Could you copy each line of the listing that holds "logo"?

:: DATA ::
____
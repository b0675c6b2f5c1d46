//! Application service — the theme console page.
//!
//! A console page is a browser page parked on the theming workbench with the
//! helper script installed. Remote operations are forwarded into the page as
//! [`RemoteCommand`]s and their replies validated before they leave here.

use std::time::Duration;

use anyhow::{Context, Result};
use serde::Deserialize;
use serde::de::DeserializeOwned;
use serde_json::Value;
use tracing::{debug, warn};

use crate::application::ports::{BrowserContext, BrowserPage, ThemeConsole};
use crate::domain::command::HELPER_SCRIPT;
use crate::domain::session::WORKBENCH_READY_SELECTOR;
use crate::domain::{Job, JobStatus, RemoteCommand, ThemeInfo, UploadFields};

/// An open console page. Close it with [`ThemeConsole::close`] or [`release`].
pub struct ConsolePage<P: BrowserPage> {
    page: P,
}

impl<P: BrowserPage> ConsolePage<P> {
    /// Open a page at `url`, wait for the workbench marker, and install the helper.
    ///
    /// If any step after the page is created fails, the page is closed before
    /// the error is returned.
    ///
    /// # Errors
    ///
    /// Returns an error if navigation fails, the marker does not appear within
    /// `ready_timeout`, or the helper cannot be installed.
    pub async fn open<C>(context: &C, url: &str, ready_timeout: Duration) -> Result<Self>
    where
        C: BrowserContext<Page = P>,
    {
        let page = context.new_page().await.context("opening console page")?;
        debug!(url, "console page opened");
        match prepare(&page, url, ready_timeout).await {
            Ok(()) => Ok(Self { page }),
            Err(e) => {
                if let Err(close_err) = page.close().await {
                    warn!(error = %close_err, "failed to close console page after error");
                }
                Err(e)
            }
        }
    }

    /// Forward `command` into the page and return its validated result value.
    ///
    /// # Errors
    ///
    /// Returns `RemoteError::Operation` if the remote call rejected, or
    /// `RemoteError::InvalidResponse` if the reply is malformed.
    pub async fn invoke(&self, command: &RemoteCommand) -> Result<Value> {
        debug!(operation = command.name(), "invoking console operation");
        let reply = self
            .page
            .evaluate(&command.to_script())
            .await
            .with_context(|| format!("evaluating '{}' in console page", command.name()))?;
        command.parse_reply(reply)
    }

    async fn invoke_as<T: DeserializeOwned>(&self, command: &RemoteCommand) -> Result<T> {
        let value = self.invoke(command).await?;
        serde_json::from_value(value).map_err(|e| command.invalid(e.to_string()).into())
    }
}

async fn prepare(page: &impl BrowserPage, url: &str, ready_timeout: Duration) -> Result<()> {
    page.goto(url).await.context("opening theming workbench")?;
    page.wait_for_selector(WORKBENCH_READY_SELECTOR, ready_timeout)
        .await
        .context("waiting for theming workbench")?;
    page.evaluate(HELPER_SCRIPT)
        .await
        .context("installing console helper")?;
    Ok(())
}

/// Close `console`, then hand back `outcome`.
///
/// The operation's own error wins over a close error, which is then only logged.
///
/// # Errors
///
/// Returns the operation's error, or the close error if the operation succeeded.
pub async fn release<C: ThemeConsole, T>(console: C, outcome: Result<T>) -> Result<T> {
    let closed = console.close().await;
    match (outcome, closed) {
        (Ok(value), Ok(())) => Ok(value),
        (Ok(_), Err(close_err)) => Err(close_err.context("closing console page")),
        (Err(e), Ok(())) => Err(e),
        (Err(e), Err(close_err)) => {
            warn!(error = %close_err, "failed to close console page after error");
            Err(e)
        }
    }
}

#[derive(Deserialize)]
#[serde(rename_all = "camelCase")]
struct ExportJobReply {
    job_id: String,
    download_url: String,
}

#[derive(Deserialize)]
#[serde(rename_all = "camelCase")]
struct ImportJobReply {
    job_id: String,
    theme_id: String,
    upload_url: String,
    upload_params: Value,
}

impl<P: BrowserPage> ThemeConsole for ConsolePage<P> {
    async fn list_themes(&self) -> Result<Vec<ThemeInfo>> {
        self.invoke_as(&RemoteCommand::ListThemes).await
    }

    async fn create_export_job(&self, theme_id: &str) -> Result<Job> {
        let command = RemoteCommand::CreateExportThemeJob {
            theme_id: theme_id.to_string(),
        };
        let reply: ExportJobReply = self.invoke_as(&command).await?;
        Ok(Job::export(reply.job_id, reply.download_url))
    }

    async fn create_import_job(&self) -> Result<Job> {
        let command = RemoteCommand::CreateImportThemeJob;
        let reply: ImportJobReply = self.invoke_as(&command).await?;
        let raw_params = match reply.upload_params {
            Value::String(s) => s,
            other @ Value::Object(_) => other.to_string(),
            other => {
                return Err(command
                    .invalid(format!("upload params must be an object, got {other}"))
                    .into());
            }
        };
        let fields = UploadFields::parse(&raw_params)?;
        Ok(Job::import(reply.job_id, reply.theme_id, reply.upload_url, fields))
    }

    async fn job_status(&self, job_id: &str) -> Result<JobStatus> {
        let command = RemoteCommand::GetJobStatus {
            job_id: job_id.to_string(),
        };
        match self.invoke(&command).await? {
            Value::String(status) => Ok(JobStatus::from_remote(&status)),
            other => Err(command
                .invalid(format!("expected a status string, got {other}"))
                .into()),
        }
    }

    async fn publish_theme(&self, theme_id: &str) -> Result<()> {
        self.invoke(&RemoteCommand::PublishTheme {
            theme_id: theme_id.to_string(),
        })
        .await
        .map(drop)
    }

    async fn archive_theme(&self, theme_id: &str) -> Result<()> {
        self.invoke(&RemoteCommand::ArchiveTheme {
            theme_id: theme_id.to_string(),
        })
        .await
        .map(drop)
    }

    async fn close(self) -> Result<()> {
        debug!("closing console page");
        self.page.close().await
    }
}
____
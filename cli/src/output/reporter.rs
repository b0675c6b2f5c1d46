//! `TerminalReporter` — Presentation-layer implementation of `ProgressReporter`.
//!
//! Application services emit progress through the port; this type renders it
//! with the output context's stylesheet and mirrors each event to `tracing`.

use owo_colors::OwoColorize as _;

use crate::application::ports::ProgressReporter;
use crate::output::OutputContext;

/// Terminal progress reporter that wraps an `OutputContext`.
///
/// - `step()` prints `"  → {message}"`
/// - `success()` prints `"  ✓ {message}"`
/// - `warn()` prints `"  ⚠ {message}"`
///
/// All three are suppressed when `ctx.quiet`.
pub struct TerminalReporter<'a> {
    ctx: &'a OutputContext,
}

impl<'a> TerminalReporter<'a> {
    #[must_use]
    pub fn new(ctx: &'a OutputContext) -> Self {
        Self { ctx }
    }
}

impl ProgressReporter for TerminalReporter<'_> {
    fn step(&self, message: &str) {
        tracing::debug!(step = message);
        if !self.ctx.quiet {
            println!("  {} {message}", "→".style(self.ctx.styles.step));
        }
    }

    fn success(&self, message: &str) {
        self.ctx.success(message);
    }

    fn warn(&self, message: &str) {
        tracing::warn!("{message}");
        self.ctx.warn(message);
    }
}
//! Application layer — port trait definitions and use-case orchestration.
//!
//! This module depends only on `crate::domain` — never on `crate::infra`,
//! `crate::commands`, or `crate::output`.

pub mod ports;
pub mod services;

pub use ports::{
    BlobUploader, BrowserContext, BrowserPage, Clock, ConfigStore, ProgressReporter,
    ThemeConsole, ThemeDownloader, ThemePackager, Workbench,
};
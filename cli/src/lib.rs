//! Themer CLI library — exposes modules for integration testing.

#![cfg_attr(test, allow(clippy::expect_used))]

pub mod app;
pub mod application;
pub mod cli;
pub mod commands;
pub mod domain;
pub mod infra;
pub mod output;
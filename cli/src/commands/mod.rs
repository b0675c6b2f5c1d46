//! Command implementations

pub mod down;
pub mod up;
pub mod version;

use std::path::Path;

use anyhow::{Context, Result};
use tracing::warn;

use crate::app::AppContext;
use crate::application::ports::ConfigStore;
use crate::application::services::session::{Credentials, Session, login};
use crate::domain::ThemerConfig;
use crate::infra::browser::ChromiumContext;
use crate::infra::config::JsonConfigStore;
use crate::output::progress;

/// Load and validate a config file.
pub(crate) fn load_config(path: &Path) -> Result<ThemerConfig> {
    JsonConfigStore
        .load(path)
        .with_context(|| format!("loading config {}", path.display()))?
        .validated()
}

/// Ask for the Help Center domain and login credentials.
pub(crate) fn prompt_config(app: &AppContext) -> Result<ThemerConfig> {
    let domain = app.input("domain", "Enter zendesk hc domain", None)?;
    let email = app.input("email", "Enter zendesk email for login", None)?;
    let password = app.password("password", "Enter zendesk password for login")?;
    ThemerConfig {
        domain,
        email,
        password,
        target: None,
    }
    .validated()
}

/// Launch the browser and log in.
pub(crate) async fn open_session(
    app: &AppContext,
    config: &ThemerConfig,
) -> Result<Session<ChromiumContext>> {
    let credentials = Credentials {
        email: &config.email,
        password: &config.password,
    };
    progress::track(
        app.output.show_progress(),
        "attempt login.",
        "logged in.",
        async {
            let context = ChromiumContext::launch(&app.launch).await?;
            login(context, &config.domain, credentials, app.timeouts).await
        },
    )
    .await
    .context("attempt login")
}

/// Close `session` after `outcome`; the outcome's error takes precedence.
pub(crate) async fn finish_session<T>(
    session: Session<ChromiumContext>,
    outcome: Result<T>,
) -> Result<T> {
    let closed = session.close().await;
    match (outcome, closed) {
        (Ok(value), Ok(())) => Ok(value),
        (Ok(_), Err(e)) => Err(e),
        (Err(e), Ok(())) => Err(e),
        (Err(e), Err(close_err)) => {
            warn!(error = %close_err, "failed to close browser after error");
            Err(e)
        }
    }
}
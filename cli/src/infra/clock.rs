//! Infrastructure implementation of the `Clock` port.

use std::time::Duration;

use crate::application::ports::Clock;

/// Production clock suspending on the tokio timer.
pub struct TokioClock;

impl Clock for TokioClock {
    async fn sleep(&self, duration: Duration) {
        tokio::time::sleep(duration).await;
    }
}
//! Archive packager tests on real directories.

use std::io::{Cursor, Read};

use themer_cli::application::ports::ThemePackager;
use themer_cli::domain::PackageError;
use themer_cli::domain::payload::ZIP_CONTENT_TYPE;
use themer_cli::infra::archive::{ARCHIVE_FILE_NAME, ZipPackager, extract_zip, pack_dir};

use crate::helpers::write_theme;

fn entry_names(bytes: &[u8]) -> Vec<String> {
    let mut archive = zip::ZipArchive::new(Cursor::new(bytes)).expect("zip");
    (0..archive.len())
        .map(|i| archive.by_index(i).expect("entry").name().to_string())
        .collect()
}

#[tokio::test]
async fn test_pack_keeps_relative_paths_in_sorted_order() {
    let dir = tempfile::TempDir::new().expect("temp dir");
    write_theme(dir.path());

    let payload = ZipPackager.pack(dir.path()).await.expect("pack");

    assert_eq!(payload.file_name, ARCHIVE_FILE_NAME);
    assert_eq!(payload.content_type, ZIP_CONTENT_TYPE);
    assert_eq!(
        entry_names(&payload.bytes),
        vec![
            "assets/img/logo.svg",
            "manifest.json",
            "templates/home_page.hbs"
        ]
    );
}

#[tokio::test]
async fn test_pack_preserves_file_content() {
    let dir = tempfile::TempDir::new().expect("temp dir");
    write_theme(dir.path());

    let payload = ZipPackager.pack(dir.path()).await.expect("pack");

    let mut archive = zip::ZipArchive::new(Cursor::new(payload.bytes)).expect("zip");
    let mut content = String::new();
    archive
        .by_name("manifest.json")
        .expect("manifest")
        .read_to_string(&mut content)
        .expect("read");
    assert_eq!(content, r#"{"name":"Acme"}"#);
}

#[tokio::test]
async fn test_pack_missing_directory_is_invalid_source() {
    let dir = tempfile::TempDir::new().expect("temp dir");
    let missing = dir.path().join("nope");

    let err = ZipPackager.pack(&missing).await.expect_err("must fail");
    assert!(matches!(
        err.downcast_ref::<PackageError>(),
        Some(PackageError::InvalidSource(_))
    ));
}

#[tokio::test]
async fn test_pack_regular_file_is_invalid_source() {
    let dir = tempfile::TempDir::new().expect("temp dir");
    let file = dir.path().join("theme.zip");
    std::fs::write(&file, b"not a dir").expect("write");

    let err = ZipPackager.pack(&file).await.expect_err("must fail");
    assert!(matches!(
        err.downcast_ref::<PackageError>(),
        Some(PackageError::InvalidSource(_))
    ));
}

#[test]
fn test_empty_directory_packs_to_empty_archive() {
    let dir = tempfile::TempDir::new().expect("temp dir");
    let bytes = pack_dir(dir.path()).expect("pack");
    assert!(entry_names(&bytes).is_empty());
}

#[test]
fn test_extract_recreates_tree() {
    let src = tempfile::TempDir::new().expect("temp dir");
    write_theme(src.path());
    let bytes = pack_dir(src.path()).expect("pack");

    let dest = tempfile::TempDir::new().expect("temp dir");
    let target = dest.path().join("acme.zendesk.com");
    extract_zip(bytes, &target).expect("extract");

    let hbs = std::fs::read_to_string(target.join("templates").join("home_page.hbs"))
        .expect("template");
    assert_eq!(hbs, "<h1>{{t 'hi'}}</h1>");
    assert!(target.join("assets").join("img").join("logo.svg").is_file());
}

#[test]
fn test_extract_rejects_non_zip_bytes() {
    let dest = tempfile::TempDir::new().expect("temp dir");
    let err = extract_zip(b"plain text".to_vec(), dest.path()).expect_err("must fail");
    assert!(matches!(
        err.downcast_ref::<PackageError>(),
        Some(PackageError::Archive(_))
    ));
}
____
:: RESPONSE TO THIS TASK ::
            "assets/img/logo.svg",
    assert!(target.join("assets").join("img").join("logo.svg").is_file());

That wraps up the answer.